I really am a boring person. With the exception of the “DRAMA” of having a narcissist in my life, my life is relatively quiet. My husband & family are great, my job is quiet – there’s lots of shushing involved…..
My idea of an exciting Friday night is spending the evening with “scrapbooking friends.” One evening in the early spring of this year I was driving to my friend’s home. It was sunset, and I was making a left hand turn onto a major street. The sun was bright, the glare was intense, and I thought I had seen a flash of light. “Could that be?” I thought, I was across the intersection long before the light turned red. It was a fun, productive evening of scrapbooking, & chocolate. Whenever chocolate is involved, it’s a good time.
Two weeks later, during spring break, an envelope arrived. I NEVER get anything addressed with my full name. My husband said, “You better open this, it looks official!” “What?” I said, “I mailed our taxes on time!” I opened the envelope and started hyperventilating. There on the enclosed paperwork were photos of my car, license plates, bumper sticker stating that “I am the parent of an honor roll student”, and a picture of me in the driver’s seat. Then, there was the bill. “Please send $427.00 for your ticket and traffic school.”
When my husband retells the story, he says I was shrieking. I remember it differently. “Do you know how many sheets of scrap book paper, stickers and embellishments that would buy!? I got my first ticket on my way to SCRAPBOOKING!?!” After about ten minutes of…..okay…I was ranting.
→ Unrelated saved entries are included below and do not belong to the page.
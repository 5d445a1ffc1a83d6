//! Store trait: the abstract interface over the registry's three tables.
//!
//! This trait allows the registry to be storage-agnostic. Implementations
//! include SQLite (persistent) and in-memory (tests, snapshots).

use async_trait::async_trait;
use secret_registry_core::{AccessGrant, GrantKey, Principal, SecretId, SecretRecord};

use crate::error::Result;

/// Result of inserting a secret.
#[derive(Debug, Clone, PartialEq, Eq)]
pub enum InsertResult {
    /// Record was inserted and the owner's counter advanced.
    Inserted,
    /// The identifier slot is taken. Nothing was written.
    AlreadyExists {
        /// Owner of the record occupying the slot.
        occupant: Principal,
    },
}

/// Result of removing a secret.
#[derive(Debug, Clone, Copy, PartialEq, Eq)]
pub enum RemoveResult {
    /// Record was removed.
    Removed {
        /// Number of grants removed alongside it.
        purged_grants: usize,
    },
    /// No record with that identifier.
    NotFound,
}

/// What to do with a secret's grants when the secret is removed.
#[derive(Debug, Clone, Copy, PartialEq, Eq, Default)]
pub enum GrantDisposal {
    /// Leave grants in place; they become orphaned.
    #[default]
    Keep,
    /// Remove every grant referencing the secret.
    Purge,
}

/// The Store trait: async interface for registry persistence.
///
/// # Design Notes
///
/// - **Atomic create**: `insert_secret` writes the record and advances the
///   owner's counter as one unit, or writes nothing.
/// - **No referential cleanup**: grants may reference identifiers with no
///   record unless removal is asked to purge them.
/// - **No ordering guarantees across calls**: callers serialize operations
///   that span several calls.
#[async_trait]
pub trait Store: Send + Sync {
    // ─────────────────────────────────────────────────────────────────────────
    // Secret Operations
    // ─────────────────────────────────────────────────────────────────────────

    /// Get a secret by identifier.
    async fn get_secret(&self, id: SecretId) -> Result<Option<SecretRecord>>;

    /// Insert a new secret and set its owner's counter to `record.id`.
    ///
    /// # Returns
    /// - `Inserted` if the slot was free.
    /// - `AlreadyExists` if a record already holds `record.id`.
    async fn insert_secret(&self, record: &SecretRecord) -> Result<InsertResult>;

    /// Remove a secret, optionally purging its grants in the same step.
    async fn remove_secret(&self, id: SecretId, grants: GrantDisposal) -> Result<RemoveResult>;

    // ─────────────────────────────────────────────────────────────────────────
    // Counter Operations
    // ─────────────────────────────────────────────────────────────────────────

    /// The last identifier issued to `owner`, or 0 if none.
    async fn owner_counter(&self, owner: &Principal) -> Result<u64>;

    // ─────────────────────────────────────────────────────────────────────────
    // Grant Operations
    // ─────────────────────────────────────────────────────────────────────────

    /// Get a grant by key.
    async fn get_grant(&self, key: &GrantKey) -> Result<Option<AccessGrant>>;

    /// Insert or overwrite a grant.
    async fn put_grant(&self, grant: &AccessGrant) -> Result<()>;

    /// Remove a grant. Returns whether one existed.
    async fn remove_grant(&self, key: &GrantKey) -> Result<bool>;
}

/// Extension trait for common store patterns.
pub trait StoreExt: Store {
    /// Whether `principal` may read `record`: it owns it or holds a grant
    /// issued by the record's owner.
    ///
    /// Grants left behind by a deleted record stay in the table but never
    /// authorize a later record that reuses the identifier.
    fn can_read(
        &self,
        record: &SecretRecord,
        principal: &Principal,
    ) -> impl std::future::Future<Output = Result<bool>> + Send;
}

impl<S: Store + ?Sized> StoreExt for S {
    async fn can_read(&self, record: &SecretRecord, principal: &Principal) -> Result<bool> {
        if record.is_owned_by(principal) {
            return Ok(true);
        }

        let key = GrantKey::new(record.id, *principal);
        let grant = self.get_grant(&key).await?;
        Ok(grant.is_some_and(|g| g.granted_by == record.owner))
    }
}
My husband leaned over my shoulder, looked at the photo of me behind the wheel and thoughtfully said, “…..but honey, your hair looks really good!”
For the last few months, I have avoided that intersection. My vow to boycott that city has been a problem, since there is a CPK in that area. But I do have a new route to my friend’s home. I had an extension on my payment, arranged to attend traffic school during my summer vacation, and forced myself out of bed at “oh dark thirty” on a Saturday.
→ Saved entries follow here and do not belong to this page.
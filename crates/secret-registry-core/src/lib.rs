//! # Secret Registry Core
//!
//! Pure data model for the secret registry: records, grants, identifiers,
//! and input validation.
//!
//! This crate contains no I/O, no storage, no clock. It is pure computation
//! over the registry's three tables.
//!
//! ## Key Types
//!
//! - [`SecretRecord`] - An encrypted payload with its owner and expiry
//! - [`AccessGrant`] - Permission for one principal to read one secret
//! - [`Principal`] - The identity of a caller, supplied by the host
//! - [`SecretId`] - Per-owner sequential identifier, never zero
//! - [`Height`] - Environment time used for creation stamps and expiry
//!
//! ## Errors
//!
//! Every business-rule rejection is a [`RuleError`]. See [`RuleKind::code`]
//! for stable numeric codes.

pub mod error;
pub mod grant;
pub mod record;
pub mod types;
pub mod validation;

pub use error::{RuleError, RuleKind};
pub use grant::{AccessGrant, GrantKey};
pub use record::{SecretRecord, MAX_PAYLOAD_LEN};
pub use types::{Height, Principal, Salt, SecretId, PRINCIPAL_LEN, SALT_LEN};
pub use validation::{
    validate_expiration, validate_grantee, validate_secret_id, validate_secret_input,
};
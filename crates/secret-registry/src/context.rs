//! Per-call environment context.

use secret_registry_core::{Height, Principal};

/// What the hosting environment supplies with every call.
///
/// The registry never fabricates either value: the host authenticates the
/// caller and owns the height counter.
#[derive(Debug, Clone, Copy, PartialEq, Eq)]
pub struct CallContext {
    /// The calling principal.
    pub caller: Principal,

    /// Current environment height.
    pub height: Height,
}

impl CallContext {
    /// Create a call context.
    pub const fn new(caller: Principal, height: Height) -> Self {
        Self { caller, height }
    }

    /// The same caller at another height.
    pub const fn at(self, height: Height) -> Self {
        Self {
            caller: self.caller,
            height,
        }
    }
}
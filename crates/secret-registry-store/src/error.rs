//! Error types for the store module.

use thiserror::Error;

/// Errors that can occur during store operations.
#[derive(Debug, Error)]
pub enum StoreError {
    /// Database error from SQLite.
    #[error("database error: {0}")]
    Database(#[from] rusqlite::Error),

    /// Snapshot serialization/deserialization error.
    #[error("serialization error: {0}")]
    Serialization(String),

    /// A stored row could not be decoded.
    #[error("corrupt row: {0}")]
    Corrupt(String),

    /// Migration error.
    #[error("migration error: {0}")]
    Migration(String),

    /// The connection mutex was poisoned by a panicking holder.
    #[error("connection lock poisoned")]
    LockPoisoned,

    /// A blocking storage task failed to complete.
    #[error("storage task failed: {0}")]
    Task(String),

    /// I/O error.
    #[error("I/O error: {0}")]
    Io(#[from] std::io::Error),
}

/// Result type for store operations.
pub type Result<T> = std::result::Result<T, StoreError>;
Traffic School reminded me of jury duty, with a few exceptions. One, I don’t have to pay to go to jury duty. Two, I can go to jury duty and read for 8 hours, which is my idea of fun. Three, during jury duty I have never had to sit and listen to some long-winded person going on and on about something that reminds me A LOT of…”Word Salad with the Dressing on the side….”
(Shameless plug for a previous post….)
The instructor was very good. He reminded me of the drill seargent on Gomer Pyle…(oops…I have just carbon dated myself.) It was a nice refresher course…but really, $427? Yes, I know it’s supposed to be painful, so it won’t happen again, but 5 am on a Saturday? I could have bought the driver’s manual for $7.00. Since everyone’s driving skills can always use a little reminder, here are a few highlights from the Saturday from hell:
“Your brakes got wet or failed?” Pump ’em / downshift / Get off the road! “Your windshield wipers or headlights failed?” Get off the road.
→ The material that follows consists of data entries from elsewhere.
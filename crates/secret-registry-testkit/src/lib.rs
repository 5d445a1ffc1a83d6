//! # Secret Registry Testkit
//!
//! Testing utilities for the secret registry.
//!
//! ## Overview
//!
//! This crate provides:
//!
//! - **Scenarios**: Scripted step lists with expected outcomes, replayable on any backend
//! - **Generators**: Proptest strategies for property-based testing
//! - **Fixtures**: Deterministic principals, salts, and a height-controlled test chain
//!
//! ## Scenarios
//!
//! ```rust
//! use secret_registry::store::MemoryStore;
//! use secret_registry_testkit::scenarios::{all_scenarios, run_scenario};
//!
//! # let rt = tokio::runtime::Builder::new_current_thread().build().unwrap();
//! # rt.block_on(async {
//! for scenario in all_scenarios() {
//!     run_scenario(&scenario, MemoryStore::new()).await.unwrap();
//! }
//! # });
//! ```
//!
//! ## Property Testing
//!
//! ```rust,ignore
//! use proptest::prelude::*;
//! use secret_registry_testkit::generators::SecretParams;
//!
//! proptest! {
//!     #[test]
//!     fn stored_payload_is_returned(params: SecretParams) {
//!         // store params.payload, read it back, compare
//!     }
//! }
//! ```
//!
//! ## Test Fixtures
//!
//! ```rust
//! use secret_registry_testkit::fixtures::{principal, TestChain};
//!
//! let mut chain = TestChain::new();
//! let ctx = chain.call(principal("alice"));
//! chain.advance(5);
//! ```

pub mod fixtures;
pub mod generators;
pub mod scenarios;

pub use fixtures::{multi_party_principals, principal, random_salt, TestChain};
pub use generators::SecretParams;
pub use scenarios::{all_scenarios, run_scenario, Expect, Scenario, Step};
//! # Secret Registry Store
//!
//! Storage abstraction for the secret registry. Provides a trait-based
//! interface over the three registry tables with SQLite and in-memory
//! implementations.
//!
//! ## Overview
//!
//! The store module abstracts persistence behind the [`Store`] trait,
//! allowing the registry to be storage-agnostic. [`SqliteStore`] is the
//! persistent backend; [`MemoryStore`] keeps everything in memory and can
//! be captured as a CBOR [`Snapshot`].
//!
//! ## Tables
//!
//! - **Secrets**: identifier -> [`SecretRecord`](secret_registry_core::SecretRecord)
//! - **Owner counters**: owner -> last issued identifier
//! - **Access grants**: (identifier, grantee) -> [`AccessGrant`](secret_registry_core::AccessGrant)
//!
//! ## Usage
//!
//! ```rust,no_run
//! use secret_registry_store::{MemoryStore, SqliteStore, Store};
//!
//! async fn example() {
//!     // Open a SQLite database
//!     let store = SqliteStore::open("registry.db").unwrap();
//!
//!     // Or keep everything in memory
//!     let store = MemoryStore::new();
//!     let bytes = store.snapshot().to_cbor().unwrap();
//! }
//! ```
//!
//! ## Design Notes
//!
//! - **Atomic create**: inserting a record and advancing its owner's
//!   counter happen together or not at all
//! - **Orphaned grants**: removing a record keeps its grants unless
//!   [`GrantDisposal::Purge`] is requested

pub mod error;
pub mod memory;
pub mod migration;
pub mod snapshot;
pub mod sqlite;
pub mod traits;

pub use error::{Result, StoreError};
pub use memory::MemoryStore;
pub use snapshot::{Snapshot, SNAPSHOT_VERSION};
pub use sqlite::SqliteStore;
pub use traits::{GrantDisposal, InsertResult, RemoveResult, Store, StoreExt};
(I’m seeing a theme here.)
“You see a car coming head-on toward you?” Well, here’s a no brainer. PRAY! Honk your horn, flash your lights, speed up and move as far to the right of the road as possible.
“What would you do if you were driving in snow or ice?” The correct answer is “Slow down.” I liked my answer better. I would be at home, curled up with a good book after putting another log on the fire. The instructor smiled when he heard my “shout out.”
“What would you do if you car caught on fire?” Seriously? GET OUT!!!
“An aggressive driver makes an obscene gesture at you?” Ignore him…and check his license plate to see if he’s the narcissist that you’ve been avoiding like the bubonic plague.
There are also some laws on the books in California that have never been cleared. Did you know that it is illegal to drive in a ‘housecoat?’ Someone better tell the mothers at the neighborhood elementary schools.
In Glendale, it is illegal to jump into a moving car…..has anyone told, say Steven Segal this?
In Long Beach, it is illegal to have anything in your garage, other than a car…..I’m not one to point fingers, but I know people in Long Beach, who could be arrested even as we speak.
In San Francisco, is is illegal to dry your car off with a pair of underwear…. I don’t believe that ‘clean or dirty’ was specified. Neither was ‘boxers or briefs’…V.S. ‘thong or bikini’….although a thong would be pretty impractical for drying off the car. But honestly, who’s going to check for something like this?
Finally, in Hollywood, it is illegal to herd more than 2,000 sheep down the city streets….. I’m not going there! I’m not going there!
P.S. Are you wondering what I am going to do with my lovely traffic light photos? Yes, you’re right. They are going on a two page layout…..now if I can find just the right paper…..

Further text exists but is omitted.